Ледяная трилогия | страница 70
Харо вышла.
Старушка смотрела на пробуждающихся.
Когда все трое проснулись и заметили ее, она заговорила тихим ровным и спокойным голосом:
— Урал, Диар, Мохо. Я — Храм. Приветствую вас.
Урал, Диар и Мохо смотрели на нее.
— Ваши сердца рыдали семь дней. Это плач скорби и стыда о прошлой мертвой жизни. Теперь ваши сердца очистились. Они не будут больше рыдать. Они готовы любить и говорить. Сейчас мое сердце скажет вашим сердцам первое слово на самом главном языке. На языке сердца.
Она замолчала. Большие глаза ее полузакрылись. Впалые щеки слегка порозовели.
Лежащие в постели вздрогнули. Глаза их тоже полузакрылись. По изможденным лицам прошла слабая судорога. Черты этих лиц ожили, поплыли, сдвинулись со своих привычных мест, обусловленных опытом прежней жизни.
Лица их мучительно раскрывались.
Словно бутоны диковинных растений, проспавшие десятилетия в холоде и безвременье.
Прошло несколько мгновений преображения.
Урал, Диар и Мохо открыли глаза.
Лица их светились восторженным покоем.
Глаза сияли пониманием.
Губы улыбались.
Они родились.
Часть вторая
Когда война началась, мне двенадцать лет исполнилось. Мы с маманей жили в деревне Колюбакино, деревня такая небольшая, всего сорок шесть домов.
Семья совсем маленькая была: маманя, бабушка, Герка и я. А отец сразу 24 июня на войну ушел. И где он там был, куда попал, жив или нет — никто не знает. Писем от него не было.
Война шла и шла где-то. Ухало иногда по ночам.
А мы жили в деревне.
Дом так стоял с краю, у нас фамилия была Самсиковы, а по-деревенски звали нас Крайные, потому как издавна мы на краю жили, и прадед и дедушка, все жили и жили с краю, тут хаты и ставили, по краям.
Ну, а я росла вообще такой смышленой девчонкой, все делала по дому, помогала старшим, там, если что надо убрать или приготовить. В деревне тогда все работали — от мала до велика. Порядок такой был, белоручек не было.

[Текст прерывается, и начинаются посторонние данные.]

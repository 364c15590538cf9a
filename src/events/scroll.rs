use super::with_lifecycle;
use crate::dom;
use crate::frame::SharedFrame;
use wasm_bindgen::JsCast;
use web_sys as web;

// WheelEvent.deltaMode
const DOM_DELTA_LINE: u32 = 1;
const DOM_DELTA_PAGE: u32 = 2;
const LINE_HEIGHT_PX: f64 = 16.0;

fn wheel_pixels(ev: &web::WheelEvent, viewport_height: f64) -> f32 {
    let dy = ev.delta_y();
    (match ev.delta_mode() {
        DOM_DELTA_LINE => dy * LINE_HEIGHT_PX,
        DOM_DELTA_PAGE => dy * viewport_height,
        _ => dy,
    }) as f32
}

/// Wheel feeds the smooth scroll (non-passive, so it can take over); native
/// scroll events keep it in sync with touch and keyboard scrolling.
pub fn wire_scroll_input(shared: &SharedFrame) {
    let Some(window) = web::window() else {
        return;
    };

    let s = shared.clone();
    let win = window.clone();
    dom::add_listener(&window, "wheel", false, move |ev: web::WheelEvent| {
        if ev.ctrl_key() {
            return; // pinch zoom
        }
        let vh = win
            .inner_height()
            .ok()
            .and_then(|v| v.as_f64())
            .unwrap_or(0.0);
        let delta = wheel_pixels(&ev, vh);
        if with_lifecycle(&s, |lc, _| lc.wheel(delta)).unwrap_or(false) {
            ev.prevent_default();
        }
    });

    let s = shared.clone();
    let win = window.clone();
    dom::add_listener(&window, "scroll", true, move |_: web::Event| {
        let y = win.scroll_y().unwrap_or(0.0) as f32;
        with_lifecycle(&s, |lc, _| lc.native_scroll(y));
    });
}

/// In-page `#target` links glide instead of jumping.
pub fn wire_anchors(shared: &SharedFrame) {
    let document = shared.borrow().document.clone();
    let list = document.query_selector_all("a[href^=\"#\"]");
    let Ok(list) = list else {
        return;
    };
    for i in 0..list.length() {
        let Some(anchor) = list.item(i).and_then(|n| n.dyn_into::<web::Element>().ok()) else {
            continue;
        };
        let href = anchor.get_attribute("href").unwrap_or_default();
        if href == "#" {
            continue;
        }
        let s = shared.clone();
        let doc = document.clone();
        dom::add_listener(&anchor, "click", false, move |ev: web::MouseEvent| {
            let target = doc
                .query_selector(&href)
                .ok()
                .flatten()
                .and_then(|el| el.dyn_into::<web::HtmlElement>().ok())
                .map(|el| dom::document_top(&el));
            if with_lifecycle(&s, |lc, now| lc.anchor(target, now)).unwrap_or(false) {
                ev.prevent_default();
            }
        });
    }
}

Я понимала, что мамане тяжело без отца. Хотя с ним было еще тяжелее: пил он сильно. До войны еще как начал, когда в лесничестве работал. Они там с лесничим лес налево продавали и пропивали. Загульный он был. И была у него любовница в соседней деревне. Такая толстая, большеротая. Полина.
Ну, и немцы как пришли в сентябре 41-го, так и встали в деревне. И простояли до октября 43-го. Два года стояли.
Это были тыловики, обозники, не боевые части. Боевые-то дальше пошли — Москву брать. Но не взяли.
А у нас в основном немцы, ну лет по сорок им было, тогда для меня они вообще как старики были, чего мне, девчушке. Они стояли по избам, по всей деревне. А в сельсовете у них жили офицеры. Ну и с немцами с этими как-то было нормально, они за два года никого не убили, правда, когда отступали, деревню нашу сожгли. Ну так это приказ у них такой был, это не по их воле.